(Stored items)

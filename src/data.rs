use serde::{Deserialize, Serialize};
use std::collections::BTreeMap;

use crate::{
    attributes::{AttributeSchema, Attributes},
    element::{CH, FH, Handle, KeyAllocator, VH},
    error::Error,
    graph::Graph,
    mesh::{FaceRecord, Mesh, MeshMode, VertexRecord, cycle_pairs, edge_key},
    volmesh::{CellRecord, CellVertexRecord, VolMesh},
};

/// Serializable form of a [`Graph`].
///
/// Everything needed to reconstruct an equal graph is carried explicitly,
/// including the allocator counter, so keys retired before serialization
/// stay retired after a round trip.
#[derive(Clone, Debug, PartialEq, Serialize, Deserialize)]
pub struct GraphData {
    pub nodes: BTreeMap<VH, Attributes>,
    /// Directed edges in ascending `(u, v)` order.
    pub edges: Vec<(VH, VH, Attributes)>,
    pub default_node_attrs: AttributeSchema,
    pub default_edge_attrs: AttributeSchema,
    pub next_node_key: u64,
    pub auto_create_nodes: bool,
}

#[derive(Clone, Debug, PartialEq, Serialize, Deserialize)]
pub struct VertexData {
    pub point: [f64; 3],
    #[serde(default)]
    pub attrs: Attributes,
}

#[derive(Clone, Debug, PartialEq, Serialize, Deserialize)]
pub struct FaceData {
    pub cycle: Vec<VH>,
    #[serde(default)]
    pub attrs: Attributes,
}

#[derive(Clone, Debug, PartialEq, Serialize, Deserialize)]
pub struct EdgeAttrData {
    pub u: VH,
    pub v: VH,
    pub attrs: Attributes,
}

/// Serializable form of a [`Mesh`].
///
/// The halfedge table is carried verbatim rather than derived from the face
/// cycles: edges may outlive their faces, and in permissive mode a binding
/// records the *first* owner of a halfedge, which face order alone cannot
/// reproduce.
#[derive(Clone, Debug, PartialEq, Serialize, Deserialize)]
pub struct MeshData {
    pub vertices: BTreeMap<VH, VertexData>,
    pub halfedge: BTreeMap<VH, BTreeMap<VH, Option<FH>>>,
    pub faces: BTreeMap<FH, FaceData>,
    /// Attribute records of undirected edges, canonical `(min, max)` pairs.
    #[serde(default)]
    pub edge_attrs: Vec<EdgeAttrData>,
    pub default_vertex_attrs: AttributeSchema,
    pub default_edge_attrs: AttributeSchema,
    pub default_face_attrs: AttributeSchema,
    pub next_vertex_key: u64,
    pub next_face_key: u64,
    pub mode: MeshMode,
    #[serde(default)]
    pub nonmanifold: bool,
}

#[derive(Clone, Debug, PartialEq, Serialize, Deserialize)]
pub struct CellData {
    pub faces: Vec<Vec<VH>>,
    #[serde(default)]
    pub attrs: Attributes,
}

/// Serializable form of a [`VolMesh`]. The halfface table is derived from
/// the cell records on reconstruction.
#[derive(Clone, Debug, PartialEq, Serialize, Deserialize)]
pub struct VolMeshData {
    pub vertices: BTreeMap<VH, VertexData>,
    pub cells: BTreeMap<CH, CellData>,
    pub default_vertex_attrs: AttributeSchema,
    pub default_cell_attrs: AttributeSchema,
    pub next_vertex_key: u64,
    pub next_cell_key: u64,
}

impl Graph {
    pub fn to_data(&self) -> GraphData {
        GraphData {
            nodes: self.nodes.clone(),
            edges: self
                .succ
                .iter()
                .flat_map(|(u, row)| row.iter().map(|(v, attrs)| (*u, *v, attrs.clone())))
                .collect(),
            default_node_attrs: self.default_node_attrs.clone(),
            default_edge_attrs: self.default_edge_attrs.clone(),
            next_node_key: self.node_alloc.next_key(),
            auto_create_nodes: self.auto_create_nodes,
        }
    }

    /// Reconstruct a graph equal to the one that produced `data`.
    pub fn from_data(data: GraphData) -> Result<Self, Error> {
        let mut graph = Graph::with_auto_create_nodes(false);
        for (node, attrs) in data.nodes {
            graph.add_node(Some(node), attrs)?;
        }
        for (u, v, attrs) in data.edges {
            graph.add_edge(u, v, attrs)?;
        }
        graph.default_node_attrs = data.default_node_attrs;
        graph.default_edge_attrs = data.default_edge_attrs;
        graph.auto_create_nodes = data.auto_create_nodes;
        let floor = graph.node_alloc.next_key();
        graph.node_alloc = KeyAllocator::from_next(data.next_node_key.max(floor));
        Ok(graph)
    }
}

impl Mesh {
    pub fn to_data(&self) -> MeshData {
        MeshData {
            vertices: self
                .vertices
                .iter()
                .map(|(v, rec)| {
                    (
                        *v,
                        VertexData {
                            point: rec.point.to_array(),
                            attrs: rec.attrs.clone(),
                        },
                    )
                })
                .collect(),
            halfedge: self.halfedge.clone(),
            faces: self
                .faces
                .iter()
                .map(|(f, rec)| {
                    (
                        *f,
                        FaceData {
                            cycle: rec.cycle.clone(),
                            attrs: rec.attrs.clone(),
                        },
                    )
                })
                .collect(),
            edge_attrs: self
                .edge_attrs
                .iter()
                .map(|((u, v), attrs)| EdgeAttrData {
                    u: *u,
                    v: *v,
                    attrs: attrs.clone(),
                })
                .collect(),
            default_vertex_attrs: self.default_vertex_attrs.clone(),
            default_edge_attrs: self.default_edge_attrs.clone(),
            default_face_attrs: self.default_face_attrs.clone(),
            next_vertex_key: self.vertex_alloc.next_key(),
            next_face_key: self.face_alloc.next_key(),
            mode: self.mode,
            nonmanifold: self.nonmanifold,
        }
    }

    /// Reconstruct a mesh equal to the one that produced `data`.
    ///
    /// The adjacency is validated before anything is committed: every
    /// halfedge must reference live vertices and have its reverse entry,
    /// every face binding must reference a face record, every cycle must
    /// have at least three live vertices with each consecutive pair
    /// recorded in the table, and every edge attribute record must sit on
    /// an existing edge.
    pub fn from_data(data: MeshData) -> Result<Self, Error> {
        for (u, row) in &data.halfedge {
            if !data.vertices.contains_key(u) {
                return Err(Error::VertexNotFound(*u));
            }
            for (v, f) in row {
                if !data.vertices.contains_key(v) {
                    return Err(Error::VertexNotFound(*v));
                }
                let reverse = data.halfedge.get(v).is_some_and(|row| row.contains_key(u));
                if !reverse {
                    return Err(Error::EdgeNotFound(*v, *u));
                }
                if let Some(f) = f {
                    if !data.faces.contains_key(f) {
                        return Err(Error::FaceNotFound(*f));
                    }
                }
            }
        }
        for rec in data.faces.values() {
            if rec.cycle.len() < 3 {
                return Err(Error::DegenerateFace(rec.cycle.len()));
            }
            for v in &rec.cycle {
                if !data.vertices.contains_key(v) {
                    return Err(Error::VertexNotFound(*v));
                }
            }
            // Every consecutive pair of the cycle must be recorded in the
            // halfedge table, or the mesh would arrive invalid.
            for (u, v) in cycle_pairs(&rec.cycle) {
                let present = data.halfedge.get(&u).is_some_and(|row| row.contains_key(&v));
                if !present {
                    return Err(Error::EdgeNotFound(u, v));
                }
            }
        }
        let mut mesh = Mesh::with_mode(data.mode);
        mesh.halfedge = data.halfedge;
        for (v, rec) in data.vertices {
            mesh.halfedge.entry(v).or_default();
            mesh.vertices.insert(
                v,
                VertexRecord {
                    point: rec.point.into(),
                    attrs: rec.attrs,
                },
            );
        }
        for (f, rec) in data.faces {
            mesh.faces.insert(
                f,
                FaceRecord {
                    cycle: rec.cycle,
                    attrs: rec.attrs,
                },
            );
        }
        for rec in data.edge_attrs {
            if !mesh.has_edge(rec.u, rec.v) {
                return Err(Error::EdgeNotFound(rec.u, rec.v));
            }
            mesh.edge_attrs.insert(edge_key(rec.u, rec.v), rec.attrs);
        }
        mesh.default_vertex_attrs = data.default_vertex_attrs;
        mesh.default_edge_attrs = data.default_edge_attrs;
        mesh.default_face_attrs = data.default_face_attrs;
        mesh.nonmanifold = data.nonmanifold;
        let floor = key_floor(mesh.vertices.keys());
        mesh.vertex_alloc = KeyAllocator::from_next(data.next_vertex_key.max(floor));
        let floor = key_floor(mesh.faces.keys());
        mesh.face_alloc = KeyAllocator::from_next(data.next_face_key.max(floor));
        Ok(mesh)
    }
}

impl VolMesh {
    pub fn to_data(&self) -> VolMeshData {
        VolMeshData {
            vertices: self
                .vertices
                .iter()
                .map(|(v, rec)| {
                    (
                        *v,
                        VertexData {
                            point: rec.point.to_array(),
                            attrs: rec.attrs.clone(),
                        },
                    )
                })
                .collect(),
            cells: self
                .cells
                .iter()
                .map(|(c, rec)| {
                    (
                        *c,
                        CellData {
                            faces: rec.faces.clone(),
                            attrs: rec.attrs.clone(),
                        },
                    )
                })
                .collect(),
            default_vertex_attrs: self.default_vertex_attrs.clone(),
            default_cell_attrs: self.default_cell_attrs.clone(),
            next_vertex_key: self.vertex_alloc.next_key(),
            next_cell_key: self.cell_alloc.next_key(),
        }
    }

    /// Reconstruct a volmesh equal to the one that produced `data`; the
    /// halfface bindings are rebuilt from the cell records through the same
    /// validation as [`VolMesh::add_cell`].
    pub fn from_data(data: VolMeshData) -> Result<Self, Error> {
        let mut volmesh = VolMesh::new();
        for (v, rec) in data.vertices {
            volmesh.vertex_alloc.claim(v);
            volmesh.vertices.insert(
                v,
                CellVertexRecord {
                    point: rec.point.into(),
                    attrs: rec.attrs,
                },
            );
        }
        for (c, rec) in data.cells {
            volmesh.add_cell(rec.faces, Some(c), rec.attrs)?;
        }
        volmesh.default_vertex_attrs = data.default_vertex_attrs;
        volmesh.default_cell_attrs = data.default_cell_attrs;
        let floor = volmesh.vertex_alloc.next_key();
        volmesh.vertex_alloc = KeyAllocator::from_next(data.next_vertex_key.max(floor));
        let floor = volmesh.cell_alloc.next_key();
        volmesh.cell_alloc = KeyAllocator::from_next(data.next_cell_key.max(floor));
        Ok(volmesh)
    }
}

fn key_floor<'a, H: Handle + 'a>(keys: impl Iterator<Item = &'a H>) -> u64 {
    keys.map(|k| k.index() + 1).max().unwrap_or_default()
}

**WHAT YOU HAVE TO DO:**
Please reproduce exactly the lines from the first one of the records above through the line containing "a round trip.", both included, and nothing else.

**SOLVED PROBLEM:**
filename src/data.rs
use serde::{Deserialize, Serialize};
use std::collections::BTreeMap;

use crate::{
    attributes::{AttributeSchema, Attributes},
    element::{CH, FH, Handle, KeyAllocator, VH},
    error::Error,
    graph::Graph,
    mesh::{FaceRecord, Mesh, MeshMode, VertexRecord, cycle_pairs, edge_key},
    volmesh::{CellRecord, CellVertexRecord, VolMesh},
};

/// Serializable form of a [`Graph`].
///
/// Everything needed to reconstruct an equal graph is carried explicitly,
/// including the allocator counter, so keys retired before serialization
/// stay retired after a round trip.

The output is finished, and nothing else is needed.